Unbeknownst to their two kids who were at school, Terri and Ron each took half a day off from work and snuck away to the beach. While their children were learning state capitals and multiplication tables, Terri and Ron laughed as they walked along the lake holding hands. Twenty six years later, they’re still laughing together.
“Let me show you a picture of Ron,” Terri said to me as she picked up her iPhone. Her fingers flicked across the screen.
“Here he is,” she beamed as she handed me the phone. The photographed showed an obviously happy man sitting in a restaurant booth. While Terri’s smile was warm, Ron’s smile was infectious, even through the small screen. Though it was only a picture, I felt slightly uplifted. Terri’s eyes flickered with pride.
Terri and Ron met in March of 1986 became engaged in in April, and married in January of 1987. As an aside, I’ve met many people lately that have gotten engaged and married weeks after meeting who are still married decades later. When you meet the love of your life, they’ve all told me, why wait?
Terri knew Ron had her heart, but despite how mushy her new man made her feel, she realized certain things had to be articulated and agreed to for the marriage worked for them.
Terri offered many great points of advice for a couple going into and several are worth mentioning in future blog posts. For now, I will focus on the core of what I loved about Terri and Ron: almost three decades into their relationship, they are still dating each other.
“Children are transient,” Terri said. “They are with you for only a little while before they move out. One day, they’ll leave home and then you’re just left with each other. This is why date nights for us are so important – to keep that connection between us alive.”
From the beginning, they built date nights into their relationship especially when their now college aged children were little. Their date nights were often as simple as having coffee together, or as planned out as leaving on an overnight trip on their wedding anniversary.
“We make sure to put each other first,” said Terri. “At a marriage conference at our church we learned to the order of the import things in our life is God, each other, and then the children.”

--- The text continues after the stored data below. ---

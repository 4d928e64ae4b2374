//! Filename derivation for downloaded documents.
//!
//! Every document is stored flat in the output directory under a name that is
//! computed deterministically from its URL, so a re-run maps the same URL to
//! the same path and can skip it.

use std::path::{Path, PathBuf};

/// Type markers stripped from the sanitized stem when they survive as word
/// fragments (`report_pdf_final`, `archive_zip`).
const TYPE_FRAGMENTS: &[&str] = &["_pdf", "_zip"];

/// Converts an arbitrary URL into a filesystem-safe filename.
///
/// The result is lowercase, uses only `[a-z0-9_]` in the stem, never has
/// repeated, leading, or trailing underscores, and ends with the extension
/// of the URL's final path segment when one exists.
///
/// This function is total: any input string produces some output, possibly
/// empty (see [`target_path`] for how callers treat that case).
///
/// # Examples
///
/// ```
/// use pdf_harvest::download::sanitize_url_filename;
///
/// assert_eq!(
///     sanitize_url_filename("https://example.com/Data-Sheets/SDS_2024.PDF"),
///     "sds_2024.pdf"
/// );
/// ```
#[must_use]
pub fn sanitize_url_filename(url: &str) -> String {
    let lower = url.to_lowercase();
    let segment = final_segment(&lower);
    let extension = recorded_extension(segment);

    let mut safe = collapse_to_stem(segment);
    for fragment in TYPE_FRAGMENTS {
        safe = safe.replace(fragment, "");
    }

    // The stem holds no '.', so the recorded extension is always re-attached.
    if !has_extension(&safe) {
        safe.push_str(&extension);
    }
    safe
}

/// Resolves where a URL's document lives inside `output_dir`.
///
/// Returns `None` when the sanitized filename is empty, since joining an empty
/// name would address the directory itself.
#[must_use]
pub fn target_path(output_dir: &Path, url: &str) -> Option<PathBuf> {
    let filename = sanitize_url_filename(url).to_lowercase();
    if filename.is_empty() {
        return None;
    }
    Some(output_dir.join(filename))
}

/// Text after the last `/`, ignoring trailing separators.
fn final_segment(url: &str) -> &str {
    let trimmed = url.trim_end_matches('/');
    trimmed
        .rfind('/')
        .map_or(trimmed, |index| &trimmed[index + 1..])
}

/// The `.`-prefixed extension of a path segment.
///
/// Only the run of `[a-z0-9]` right after the last dot counts, so a query
/// string glued to the extension (`a.pdf?x=1`) still yields `.pdf`.
fn recorded_extension(segment: &str) -> String {
    let Some(dot) = segment.rfind('.') else {
        return String::new();
    };
    let suffix: String = segment[dot + 1..]
        .chars()
        .take_while(|c| c.is_ascii_lowercase() || c.is_ascii_digit())
        .collect();
    if suffix.is_empty() {
        String::new()
    } else {
        format!(".{suffix}")
    }
}

/// Maps every non `[a-z0-9]` char to `_`, collapses runs, trims the ends.
fn collapse_to_stem(segment: &str) -> String {
    let mut out = String::with_capacity(segment.len());
    let mut prev_sep = false;
    for ch in segment.chars() {
        if ch.is_ascii_lowercase() || ch.is_ascii_digit() {
            out.push(ch);
            prev_sep = false;
        } else if !prev_sep {
            out.push('_');
            prev_sep = true;
        }
    }
    out.trim_matches('_').to_string()
}

fn has_extension(name: &str) -> bool {
    name.rfind('.').is_some_and(|dot| dot + 1 < name.len())
}
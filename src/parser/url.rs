//! Syntax validation of candidate links before download.

use tracing::debug;
use url::Url;

use super::error::{MAX_URL_LENGTH, ParseError};

/// Checks that a candidate link is an absolute `http`/`https` URL with a host.
///
/// Relative links (`/docs/a.pdf`, `a.pdf`) are rejected; the link is returned
/// unchanged on success so the download and its filename use the exact
/// extracted text.
///
/// # Errors
///
/// Returns [`ParseError`] if the link is too long, does not parse, uses
/// another scheme, or lacks a host.
///
/// # Examples
///
/// ```
/// use pdf_harvest::parser::validate_candidate_url;
///
/// assert!(validate_candidate_url("https://example.com/a.pdf").is_ok());
/// assert!(validate_candidate_url("/relative/a.pdf").is_err());
/// ```
pub fn validate_candidate_url(raw: &str) -> Result<&str, ParseError> {
    if raw.len() > MAX_URL_LENGTH {
        return Err(ParseError::too_long(raw));
    }

    let parsed = Url::parse(raw).map_err(|e| ParseError::malformed(raw, &e.to_string()))?;

    match parsed.scheme() {
        "http" | "https" => {}
        scheme => return Err(ParseError::unsupported_scheme(raw, scheme)),
    }

    if parsed.host().is_none() {
        return Err(ParseError::no_host(raw));
    }

    debug!(url = %raw, "candidate URL validated");
    Ok(raw)
}
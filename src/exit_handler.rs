//! Exit code logic for the harvest process.
//!
//! Single responsibility: map a finished run to the process exit outcome.

use std::process::ExitCode;

use pdf_harvest::{DownloadStats, EngineError, HarvestError};

/// How the process ends.
#[derive(Debug, Clone, Copy, PartialEq, Eq)]
pub enum ProcessExit {
    /// At least one document is present locally.
    Success,
    /// The run completed but nothing was harvested.
    NothingHarvested,
    /// The environment prevented the run (client setup, engine fault).
    Failure,
    /// Configuration or usage error before the run started.
    UsageError,
}

impl ProcessExit {
    /// Numeric exit status.
    #[must_use]
    pub fn code(self) -> u8 {
        match self {
            Self::Success => 0,
            Self::NothingHarvested | Self::Failure => 1,
            Self::UsageError => 2,
        }
    }
}

impl From<ProcessExit> for ExitCode {
    fn from(exit: ProcessExit) -> Self {
        ExitCode::from(exit.code())
    }
}

/// Determines the process exit outcome from the run's download tally.
///
/// Skipped documents count as harvested: they are on disk from an earlier run.
pub fn determine_exit_outcome(stats: &DownloadStats) -> ProcessExit {
    if stats.present() > 0 {
        ProcessExit::Success
    } else {
        ProcessExit::NothingHarvested
    }
}

/// Maps a harvester setup failure to the process exit outcome.
///
/// Only an out-of-range concurrency is the caller's fault; anything else
/// comes from the environment.
pub fn setup_failure_exit(error: &HarvestError) -> ProcessExit {
    match error {
        HarvestError::Engine(EngineError::InvalidConcurrency { .. }) => ProcessExit::UsageError,
        _ => ProcessExit::Failure,
    }
}
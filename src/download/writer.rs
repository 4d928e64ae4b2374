//! Idempotent, content-validated document download.
//!
//! [`download_document`] is the per-URL unit of work: it never re-downloads
//! a file that already exists, never leaves an empty or partial file behind,
//! and reports every result as a [`DownloadOutcome`] instead of an error.

use std::path::{Path, PathBuf};

use tokio::fs::File;
use tokio::io::AsyncWriteExt;
use tracing::{debug, info, instrument, warn};

use super::client::HttpClient;
use super::constants::TEMP_SUFFIX;
use super::error::DownloadError;
use super::filename::target_path;
use super::outcome::DownloadOutcome;

/// Downloads the document at `url` into `output_dir`.
///
/// Steps, each terminal on failure:
/// 1. derive the target path from the sanitized filename
/// 2. skip without any request when a regular file is already there
/// 3. fetch (exact `200 OK`, document content type, whole body buffered)
/// 4. reject empty bodies
/// 5. write to a temp file and rename it onto the target
#[instrument(skip(client, output_dir), fields(url = %url))]
pub async fn download_document(client: &HttpClient, url: &str, output_dir: &Path) -> DownloadOutcome {
    let Some(path) = target_path(output_dir, url) else {
        let error = DownloadError::empty_filename(url);
        warn!(error = %error, "download failed");
        return DownloadOutcome::Failed { error };
    };

    if is_regular_file(&path).await {
        info!(path = %path.display(), "file already exists, skipping");
        return DownloadOutcome::Skipped { path };
    }

    match fetch_and_write(client, url, &path).await {
        Ok(bytes) => {
            info!(bytes, path = %path.display(), "download complete");
            DownloadOutcome::Succeeded { path, bytes }
        }
        Err(error) => {
            warn!(error = %error, transient = error.is_transient(), "download failed");
            DownloadOutcome::Failed { error }
        }
    }
}

async fn fetch_and_write(client: &HttpClient, url: &str, path: &Path) -> Result<u64, DownloadError> {
    let body = client.fetch_document(url).await?;
    if body.is_empty() {
        return Err(DownloadError::empty_body(url));
    }
    write_atomically(path, &body).await?;
    Ok(body.len() as u64)
}

async fn is_regular_file(path: &Path) -> bool {
    tokio::fs::metadata(path)
        .await
        .is_ok_and(|meta| meta.is_file())
}

/// Path for the in-progress file: `file.pdf` becomes `file.pdf.part`.
pub(crate) fn temp_path(final_path: &Path) -> PathBuf {
    let mut raw = final_path.as_os_str().to_owned();
    raw.push(TEMP_SUFFIX);
    PathBuf::from(raw)
}

/// Writes `bytes` next to `path` and renames the result into place.
///
/// The temp file is removed on any failure, so `path` either holds the full
/// payload or is untouched.
async fn write_atomically(path: &Path, bytes: &[u8]) -> Result<(), DownloadError> {
    let temp = temp_path(path);
    let result = match write_file(&temp, bytes).await {
        Ok(()) => tokio::fs::rename(&temp, path)
            .await
            .map_err(|e| DownloadError::io(path, e)),
        Err(e) => Err(e),
    };

    if result.is_err() {
        debug!(path = %temp.display(), "cleaning up temp file after error");
        let _ = tokio::fs::remove_file(&temp).await;
    }
    result
}

async fn write_file(path: &Path, bytes: &[u8]) -> Result<(), DownloadError> {
    let mut file = File::create(path)
        .await
        .map_err(|e| DownloadError::io(path, e))?;
    file.write_all(bytes)
        .await
        .map_err(|e| DownloadError::io(path, e))?;
    file.flush().await.map_err(|e| DownloadError::io(path, e))
}
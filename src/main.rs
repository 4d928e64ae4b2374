//! CLI entry point for the pdf-harvest tool.

use std::process::ExitCode;

use anyhow::{Context, Result};
use clap::Parser;
use pdf_harvest::Harvester;
use tracing::{debug, error, info};

mod app_config;
mod cli;
mod exit_handler;

use cli::Args;
use exit_handler::{ProcessExit, determine_exit_outcome, setup_failure_exit};

#[tokio::main]
async fn main() -> ExitCode {
    // Parse CLI arguments first (before tracing, so --help works without logs)
    let args = Args::parse();

    // Priority: RUST_LOG env var > quiet flag > verbose flag > default (info)
    let default_level = if args.quiet {
        "error"
    } else {
        match args.verbose {
            0 => "info",
            1 => "debug",
            _ => "trace",
        }
    };

    let filter = tracing_subscriber::EnvFilter::try_from_default_env()
        .unwrap_or_else(|_| tracing_subscriber::EnvFilter::new(default_level));

    // Logs go to stderr so `--json` output on stdout stays machine-readable.
    tracing_subscriber::fmt()
        .with_env_filter(filter)
        .with_writer(std::io::stderr)
        .init();

    debug!(?args, "CLI arguments parsed");

    match run(&args).await {
        Ok(exit) => exit.into(),
        Err(err) => {
            error!("{err:#}");
            ExitCode::FAILURE
        }
    }
}

async fn run(args: &Args) -> Result<ProcessExit> {
    let file_config = match app_config::load_file_config(args.config.as_deref()) {
        Ok(config) => config,
        Err(err) => {
            error!("{err:#}");
            return Ok(ProcessExit::UsageError);
        }
    };

    let config = app_config::resolve_harvest_config(args, file_config.as_ref());
    if config.index_urls.is_empty() {
        error!("No index pages given. Pass URLs as arguments or set `index_urls` in the config file.");
        return Ok(ProcessExit::UsageError);
    }

    let harvester = match Harvester::new(config) {
        Ok(harvester) => harvester,
        Err(err) => {
            error!("{err:#}");
            return Ok(setup_failure_exit(&err));
        }
    };

    info!(
        pages = harvester.config().index_urls.len(),
        output_dir = %harvester.config().output_dir.display(),
        concurrency = harvester.config().concurrency,
        "PDF harvest starting"
    );

    let report = harvester.run().await.context("Harvest run failed")?;

    info!(
        pages_fetched = report.pages_fetched,
        candidates = report.candidates,
        unique = report.unique,
        invalid = report.invalid,
        succeeded = report.stats.succeeded,
        skipped = report.stats.skipped,
        failed = report.stats.failed,
        "Harvest complete"
    );

    if args.json {
        let json = serde_json::to_string_pretty(&report.summary())
            .context("Failed to serialize run summary")?;
        println!("{json}");
    }

    Ok(determine_exit_outcome(&report.stats))
}
//! Order-preserving duplicate removal.

use std::collections::HashSet;

/// Returns `items` with repeats removed, keeping each value at the position
/// of its first occurrence. Equality is exact string equality.
///
/// # Examples
///
/// ```
/// use pdf_harvest::parser::dedup_preserving_order;
///
/// let urls = vec!["a.pdf".to_string(), "b.pdf".to_string(), "a.pdf".to_string()];
/// assert_eq!(dedup_preserving_order(urls), vec!["a.pdf", "b.pdf"]);
/// ```
#[must_use]
pub fn dedup_preserving_order(items: Vec<String>) -> Vec<String> {
    let mut seen = HashSet::with_capacity(items.len());
    items
        .into_iter()
        .filter(|item| seen.insert(item.clone()))
        .collect()
}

Terri and Ron do what many other long term couples find hard to do and that’s to not take each other for granted to the point where they stop trying to woo the other. Like a young man trying to impress a beautiful young lady he just met, Ron will do whatever he can to charm Terri.

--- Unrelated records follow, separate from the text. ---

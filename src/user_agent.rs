//! User-Agent string shared by index-page and document requests.

/// Project URL for User-Agent identification (good citizenship; RFC 9308).
const PROJECT_UA_URL: &str = "https://github.com/fierce/pdf-harvest";

/// Default User-Agent for all requests (identifies the tool).
#[must_use]
pub(crate) fn default_user_agent() -> String {
    let version = env!("CARGO_PKG_VERSION");
    format!("pdf-harvest/{version} (+{PROJECT_UA_URL})")
}
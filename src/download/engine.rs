//! Bounded download engine over a list of candidate URLs.
//!
//! The engine runs [`download_document`] for each URL with at most
//! `concurrency` attempts in flight, using a semaphore-based concurrency
//! control pattern. A concurrency of 1 is the plain sequential pipeline.
//!
//! # Concurrency Model
//!
//! - A semaphore permit is acquired before spawning each download task, so
//!   at most `concurrency` response bodies are buffered at once
//! - Permits are released automatically when downloads complete (RAII)
//! - Two URLs that sanitize to the same filename take the same per-path lock,
//!   so the existence check and the write happen as one step per path
//! - Outcomes are returned in input order regardless of completion order
//!
//! # Example
//!
//! ```no_run
//! use pdf_harvest::download::{DownloadEngine, HttpClient};
//! use std::path::Path;
//!
//! # async fn example() -> Result<(), Box<dyn std::error::Error>> {
//! let engine = DownloadEngine::new(4)?;
//! let client = HttpClient::new()?;
//! let urls = vec!["https://example.com/a.pdf".to_string()];
//! let run = engine.run(&client, urls, Path::new("./PDFs")).await?;
//! println!("succeeded: {}", run.stats.succeeded);
//! # Ok(())
//! # }
//! ```

use std::path::{Path, PathBuf};
use std::sync::Arc;

use dashmap::DashMap;
use tokio::sync::{Mutex, Semaphore};
use tokio::task::JoinHandle;
use tracing::{debug, info, instrument, warn};

use super::client::HttpClient;
use super::filename::target_path;
use super::outcome::{DownloadOutcome, DownloadStats};
use super::writer::download_document;

/// Minimum allowed concurrency value.
const MIN_CONCURRENCY: usize = 1;

/// Maximum allowed concurrency value.
pub const MAX_CONCURRENCY: usize = 32;

/// Default concurrency: one download at a time.
pub const DEFAULT_CONCURRENCY: usize = 1;

/// Error type for download engine operations.
#[derive(Debug, thiserror::Error)]
pub enum EngineError {
    /// Invalid concurrency value provided.
    #[error(
        "invalid concurrency value {value}: must be between {MIN_CONCURRENCY} and {MAX_CONCURRENCY}"
    )]
    InvalidConcurrency {
        /// The invalid value that was provided.
        value: usize,
    },

    /// Semaphore was closed unexpectedly.
    #[error("semaphore closed unexpectedly")]
    SemaphoreClosed,

    /// A download task panicked or was cancelled.
    #[error("download task for {url} did not complete: {source}")]
    Task {
        /// The URL whose task failed.
        url: String,
        /// The join error.
        #[source]
        source: tokio::task::JoinError,
    },
}

/// One URL and what happened to it.
#[derive(Debug)]
pub struct UrlOutcome {
    /// The candidate URL as extracted.
    pub url: String,
    /// The outcome of the attempt.
    pub outcome: DownloadOutcome,
}

/// Everything a run produced.
#[derive(Debug, Default)]
pub struct EngineRun {
    /// Per-URL outcomes, in input order.
    pub outcomes: Vec<UrlOutcome>,
    /// Tally over `outcomes`.
    pub stats: DownloadStats,
}

type PathLocks = Arc<DashMap<PathBuf, Arc<Mutex<()>>>>;

/// Download engine for bounded-concurrency document downloads.
#[derive(Debug)]
pub struct DownloadEngine {
    /// Semaphore for concurrency control.
    semaphore: Arc<Semaphore>,
    /// Configured concurrency limit.
    concurrency: usize,
}

impl DownloadEngine {
    /// Creates a new engine allowing `concurrency` downloads in flight.
    ///
    /// # Errors
    ///
    /// Returns [`EngineError::InvalidConcurrency`] if the value is outside
    /// the valid range (1-32).
    ///
    /// # Example
    ///
    /// ```
    /// use pdf_harvest::download::DownloadEngine;
    ///
    /// assert!(DownloadEngine::new(1).is_ok());
    /// assert!(DownloadEngine::new(0).is_err());
    /// ```
    pub fn new(concurrency: usize) -> Result<Self, EngineError> {
        if !(MIN_CONCURRENCY..=MAX_CONCURRENCY).contains(&concurrency) {
            return Err(EngineError::InvalidConcurrency { value: concurrency });
        }
        Ok(Self {
            semaphore: Arc::new(Semaphore::new(concurrency)),
            concurrency,
        })
    }

    /// Returns the configured concurrency limit.
    #[must_use]
    pub fn concurrency(&self) -> usize {
        self.concurrency
    }

    /// Downloads every URL into `output_dir`.
    ///
    /// Per-URL failures are reported as [`DownloadOutcome::Failed`] entries;
    /// only engine faults abort the run.
    ///
    /// # Errors
    ///
    /// Returns [`EngineError`] if the semaphore closes or a task panics.
    #[instrument(skip(self, client, urls), fields(urls = urls.len(), concurrency = self.concurrency))]
    pub async fn run(
        &self,
        client: &HttpClient,
        urls: Vec<String>,
        output_dir: &Path,
    ) -> Result<EngineRun, EngineError> {
        let locks: PathLocks = Arc::new(DashMap::new());
        let mut handles: Vec<(String, JoinHandle<DownloadOutcome>)> = Vec::with_capacity(urls.len());

        for url in urls {
            let permit = Arc::clone(&self.semaphore)
                .acquire_owned()
                .await
                .map_err(|_| EngineError::SemaphoreClosed)?;

            let client = client.clone();
            let output_dir = output_dir.to_path_buf();
            let locks = Arc::clone(&locks);
            let task_url = url.clone();

            let handle = tokio::spawn(async move {
                let _permit = permit;
                let path_lock = target_path(&output_dir, &task_url)
                    .map(|path| Arc::clone(locks.entry(path).or_default().value()));
                let _guard = match &path_lock {
                    Some(lock) => Some(lock.lock().await),
                    None => None,
                };
                download_document(&client, &task_url, &output_dir).await
            });
            handles.push((url, handle));
        }

        let run = collect_outcomes(handles).await?;

        debug!(locked_paths = locks.len(), "engine run finished");
        info!(
            succeeded = run.stats.succeeded,
            skipped = run.stats.skipped,
            failed = run.stats.failed,
            "downloads finished"
        );
        Ok(run)
    }
}

/// Joins task handles in input order.
///
/// If a task panicked, every handle not yet joined is aborted so no download
/// keeps running after the engine has given up on the run.
async fn collect_outcomes(
    handles: Vec<(String, JoinHandle<DownloadOutcome>)>,
) -> Result<EngineRun, EngineError> {
    let mut run = EngineRun::default();
    let mut pending = handles.into_iter();
    while let Some((url, handle)) = pending.next() {
        match handle.await {
            Ok(outcome) => {
                run.stats.record(&outcome);
                run.outcomes.push(UrlOutcome { url, outcome });
            }
            Err(source) => {
                let aborted = pending.len();
                for (_, rest) in pending {
                    rest.abort();
                }
                warn!(url = %url, aborted, "download task did not complete, aborting the rest");
                return Err(EngineError::Task { url, source });
            }
        }
    }
    Ok(run)
}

For example, he accidentally messed up a take-out order to Terri’s favorite restaurant. Instead of simply shrugging his shoulders and mumbling he’s was sorry, Ron drove sixty miles roundtrip to get Terri still warm donuts from her favorite bakery – and he bought enough donuts and coffee for her coworkers. Delivered with his genuine affection for her, the fresh donuts were just part of his lifelong commitment to “dating” Terri.

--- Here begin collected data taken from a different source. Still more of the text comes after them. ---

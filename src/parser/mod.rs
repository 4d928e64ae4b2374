//! Link discovery: HTML anchor extraction, deduplication, URL validation.
//!
//! Data flows one way through this module: raw page text becomes a list of
//! candidate links ([`extract_document_links`]), the list loses its repeats
//! ([`dedup_preserving_order`]), and each survivor is checked for syntax
//! ([`validate_candidate_url`]) right before it is downloaded.

mod dedup;
mod error;
mod links;
mod url;

pub use dedup::dedup_preserving_order;
pub use error::{MAX_URL_LENGTH, ParseError};
pub use links::{DOCUMENT_MARKER, collect_document_links, extract_document_links};
pub use url::validate_candidate_url;
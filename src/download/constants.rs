//! Constants for the download module (timeouts, accepted content types).

/// Default HTTP connect timeout (30 seconds).
pub const CONNECT_TIMEOUT_SECS: u64 = 30;

/// Default whole-request timeout (15 minutes for large files and slow servers).
pub const REQUEST_TIMEOUT_SECS: u64 = 900;

/// `Content-Type` fragments accepted as a real document.
///
/// `octet-stream` covers both `application/octet-stream` and the
/// `binary/octet-stream` some object stores send.
pub const ACCEPTED_CONTENT_TYPES: &[&str] = &["application/pdf", "octet-stream"];

/// Suffix for in-progress writes, renamed away once the file is complete.
pub const TEMP_SUFFIX: &str = ".part";
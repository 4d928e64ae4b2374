//! CLI argument definitions using clap derive macros.

use std::path::PathBuf;

use clap::Parser;

/// Harvest PDF links from HTML index pages and download them.
///
/// Every anchor whose href mentions ".pdf" is collected, deduplicated, and
/// downloaded into a flat directory under a filename derived from its URL.
/// Files that already exist are skipped, so re-running is cheap.
#[derive(Parser, Debug)]
#[command(name = "pdf-harvest")]
#[command(author, version, about)]
pub struct Args {
    /// Index page URLs to scan (replaces `index_urls` from the config file)
    pub index_urls: Vec<String>,

    /// Directory receiving the documents [default: PDFs]
    #[arg(short = 'o', long)]
    pub output_dir: Option<PathBuf>,

    /// Maximum concurrent downloads (1-32) [default: 1]
    #[arg(short = 'c', long, value_parser = clap::value_parser!(u8).range(1..=32))]
    pub concurrency: Option<u8>,

    /// Whole-request timeout in seconds (1-3600) [default: 900]
    #[arg(long, value_parser = clap::value_parser!(u64).range(1..=3600))]
    pub timeout: Option<u64>,

    /// Connect timeout in seconds (1-300) [default: 30]
    #[arg(long, value_parser = clap::value_parser!(u64).range(1..=300))]
    pub connect_timeout: Option<u64>,

    /// Append the concatenated index HTML to this file
    #[arg(long, value_name = "PATH")]
    pub save_index: Option<PathBuf>,

    /// Config file to load instead of the default location
    #[arg(long, value_name = "PATH")]
    pub config: Option<PathBuf>,

    /// Print the run summary as JSON on stdout
    #[arg(long)]
    pub json: bool,

    /// Increase output verbosity (-v for debug, -vv for trace)
    #[arg(short, long, action = clap::ArgAction::Count)]
    pub verbose: u8,

    /// Suppress non-error output
    #[arg(short, long)]
    pub quiet: bool,
}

“Not a day goes by that we don’t touch each other in a tender way,” she nodded gently. “If you stop doing those small things, the marriage starts to fall apart.”
Once the ring slides on to your finger, the marriage begins, but the dating shouldn’t end. It would be easy to mistake Terri and Ron for a couple that just got together and were still in their euphoric, honeymoon phase. But that’s only true because 26 years ago, they made the commitment to put each other first and never take each other for granted.
On any given weekend, it’s possible to find Terry and Ron driving down a highway, singing together as loudly as they can, with an overnight bag in the trunk, and no idea where they will stop for their overnight getaway. Even if they don’t know where the highway will take them, they at least know they’re on that journey together.